Court reporters have to be aware of numerous aspects of trials in order to do their job well. Even in situations where they aren’t directly reporting on certain procedures, it is helpful to be informed so they can apply that knowledge to other issues. Here we will discuss a little known procedure called remittitur.

Remittitur Process

Most states have certain mechanisms that allow a judge to change a jury’s verdict in special cases. Remittitur is a procedure that gives a judge the ability to decrease the amount of damages a plaintiff is awarded by a jury in a personal injury case. Remittitur is not easy to avoid, but having an experienced personal injury lawyer can help soften the blow remittitur might deliver.

Remittitur is meant to allow the judge to check a jury’s decision and a judge is considered as the 13th juror in a case. The judge then independently reviews the evidence of the case to determine if the verdict is satisfactory. Even if the jury makes a decision, no verdict is legitimate until the judge approves it.

Remittitur or New Trial?

The judge may suggest a remittitur if their dissatisfaction is only with the amount of the award for damages. Otherwise, any disagreement with a verdict will result in a new trial for the case. If the plaintiff accepts the remittitur, the judge will reduce the award for damages to an amount that they think is more acceptable. This option is more cost effective and efficient than pursuing a new trial.

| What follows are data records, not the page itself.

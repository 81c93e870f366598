use lingotalks::audio::{AssetOrigin, AudioFormat, TempStore};
use lingotalks::error::SynthesisError;
use lingotalks::tts::SpeechSynthesizer;
use std::sync::Arc;
use std::time::Duration;

mod common;
use common::{
    ChunkedBackend, FailingBackend, FileBackend, MockConverter, SlowBackend, TestContext,
};

#[tokio::test]
async fn test_network_first_then_offline_fallback() {
    let ctx = TestContext::new();
    let network = Arc::new(FailingBackend::new("network"));
    let offline = Arc::new(FileBackend::wav("offline").only(&["en"]));
    let synth = ctx
        .synthesizer()
        .with_backend(network.clone())
        .with_backend(offline.clone());

    let asset = synth.generate("Good morning", "en").await.unwrap();
    assert_eq!(asset.origin(), AssetOrigin::Offline);
    assert_eq!(network.call_count(), 1);
    assert_eq!(offline.call_count(), 1);

    // The failed attempt's partial file is gone
    assert_eq!(ctx.files(), vec![asset.path().to_path_buf()]);
}

#[tokio::test]
async fn test_offline_only_serves_home_language() {
    let ctx = TestContext::new();
    let offline = Arc::new(FileBackend::wav("offline").only(&["en"]));
    let network = Arc::new(FileBackend::mp3("network"));
    let synth = ctx
        .synthesizer()
        .with_backend(offline.clone())
        .with_backend(network.clone());

    let asset = synth.generate("नमस्ते", "hi").await.unwrap();
    assert_eq!(asset.origin(), AssetOrigin::Network);
    assert_eq!(offline.call_count(), 0);

    let calls = network.calls.lock().unwrap().clone();
    assert_eq!(calls, vec![("नमस्ते".to_string(), "hi".to_string())]);
}

#[tokio::test]
async fn test_first_success_stops_the_chain() {
    let ctx = TestContext::new();
    let first = Arc::new(FileBackend::mp3("network"));
    let second = Arc::new(FileBackend::wav("offline"));
    let synth = ctx
        .synthesizer()
        .with_backend(first.clone())
        .with_backend(second.clone());

    synth.generate("Hello", "en").await.unwrap();
    assert_eq!(first.call_count(), 1);
    assert_eq!(second.call_count(), 0);
}

#[tokio::test]
async fn test_all_backends_failing_leaves_no_files() {
    let ctx = TestContext::new();
    let synth = ctx
        .synthesizer()
        .with_backend(Arc::new(FailingBackend::new("network")))
        .with_backend(Arc::new(FailingBackend::new("backup")))
        .with_converter(Arc::new(MockConverter::new()));

    let err = synth.generate("Hello", "es").await.unwrap_err();
    match err {
        SynthesisError::Backend { backend, message } => {
            assert_eq!(backend, "backup");
            assert!(message.contains("network unreachable"));
        }
        other => panic!("unexpected error: {other}"),
    }
    assert!(ctx.files().is_empty());
}

#[tokio::test]
async fn test_no_backend_for_language() {
    let ctx = TestContext::new();
    let synth = ctx
        .synthesizer()
        .with_backend(Arc::new(FileBackend::wav("offline").only(&["en"])));

    assert!(matches!(
        synth.generate("Hola", "es").await,
        Err(SynthesisError::BackendUnavailable)
    ));
}

#[tokio::test]
async fn test_language_code_is_case_insensitive() {
    let ctx = TestContext::new();
    let backend = Arc::new(FileBackend::mp3("network"));
    let synth = ctx.synthesizer().with_backend(backend.clone());

    synth.generate("Bonjour", "FR").await.unwrap();
    assert_eq!(backend.calls.lock().unwrap()[0].1, "fr");
}

#[tokio::test]
async fn test_conversion_replaces_raw_mp3() {
    let ctx = TestContext::new();
    let converter = Arc::new(MockConverter::new());
    let synth = ctx
        .synthesizer()
        .with_backend(Arc::new(FileBackend::mp3("network")))
        .with_converter(converter.clone());

    let asset = synth.generate("Hola", "es").await.unwrap();
    assert_eq!(asset.format(), AudioFormat::Wav);
    assert_eq!(asset.origin(), AssetOrigin::Network);
    assert_eq!(converter.call_count(), 1);
    assert_eq!(ctx.files(), vec![asset.path().to_path_buf()]);
}

#[tokio::test]
async fn test_conversion_failure_keeps_raw() {
    let ctx = TestContext::new();
    let synth = ctx
        .synthesizer()
        .with_backend(Arc::new(FileBackend::mp3("network")))
        .with_converter(Arc::new(MockConverter::failing()));

    let asset = synth.generate("Hola", "es").await.unwrap();
    assert_eq!(asset.format(), AudioFormat::Mp3);
    assert!(asset.exists());
    // The half-written WAV was removed
    assert_eq!(ctx.files(), vec![asset.path().to_path_buf()]);
}

#[tokio::test]
async fn test_wav_output_skips_converter() {
    let ctx = TestContext::new();
    let converter = Arc::new(MockConverter::new());
    let synth = ctx
        .synthesizer()
        .with_backend(Arc::new(FileBackend::wav("offline")))
        .with_converter(converter.clone());

    synth.generate("Hello", "en").await.unwrap();
    assert_eq!(converter.call_count(), 0);
}

#[tokio::test]
async fn test_slow_backend_times_out_and_falls_through() {
    let ctx = TestContext::new();
    let synth = SpeechSynthesizer::new(TempStore::new(ctx.dir()), Duration::from_millis(100))
        .with_backend(Arc::new(SlowBackend {
            delay: Duration::from_secs(30),
        }))
        .with_backend(Arc::new(FileBackend::mp3("network")));

    let asset = synth.generate("Hello", "en").await.unwrap();
    assert_eq!(asset.format(), AudioFormat::Mp3);
    assert_eq!(ctx.files(), vec![asset.path().to_path_buf()]);
}

#[tokio::test]
async fn test_timeout_is_reported_when_last() {
    let ctx = TestContext::new();
    let synth = SpeechSynthesizer::new(TempStore::new(ctx.dir()), Duration::from_millis(100))
        .with_backend(Arc::new(SlowBackend {
            delay: Duration::from_secs(30),
        }));

    let err = synth.generate("Hello", "en").await.unwrap_err();
    assert!(matches!(err, SynthesisError::Timeout { .. }));
    assert!(ctx.files().is_empty());
}

#[tokio::test]
async fn test_timeout_scales_with_request_count() {
    let ctx = TestContext::new();
    let synth = SpeechSynthesizer::new(TempStore::new(ctx.dir()), Duration::from_millis(200))
        .with_backend(Arc::new(ChunkedBackend {
            per_request: Duration::from_millis(120),
        }));

    // Three requests take longer than one timeout but each stays within it
    let asset = synth.generate("uno dos tres", "es").await.unwrap();
    assert_eq!(asset.format(), AudioFormat::Mp3);

    // A single request that overruns still times out
    let synth = SpeechSynthesizer::new(TempStore::new(ctx.dir()), Duration::from_millis(50))
        .with_backend(Arc::new(ChunkedBackend {
            per_request: Duration::from_secs(5),
        }));
    let err = synth.generate("uno", "es").await.unwrap_err();
    assert!(matches!(err, SynthesisError::Timeout { .. }));
}

#[tokio::test]
async fn test_unique_paths_per_generation() {
    let ctx = TestContext::new();
    let synth = ctx
        .synthesizer()
        .with_backend(Arc::new(FileBackend::wav("offline")));

    let a = synth.generate("one", "en").await.unwrap();
    let b = synth.generate("two", "en").await.unwrap();
    assert_ne!(a.path(), b.path());
    assert!(a
        .path()
        .file_name()
        .unwrap()
        .to_string_lossy()
        .starts_with("tts_"));
}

A trial judge can suggest changes to the verdict even if the verdict is considered to be within the range of reasonableness. This range is established by the ceiling and floor of awards that can be met by the material proof of the case. A judge must consider a few factors when establishing those limits:

  • Severity and nature of the injuries suffered;
  • Emotional damages like pain and suffering;
  • Past and foreseeable medical expenses;
  • Lost wages;
  • Inability to work resulting in loss of earning capability;
  • Age and life expectancy.

Amount of Damages

A decision of remittitur depends wholly on whether the amount awarded to a plaintiff is excessive. First, an amount must be designated to determine what is beyond a reasonable amount. One way a judge may determine excessiveness is by referencing similar cases and their verdicts after hearing a jury’s decision. This will help establish their definition of “reasonable” and provide justification for a possibly confused plaintiff.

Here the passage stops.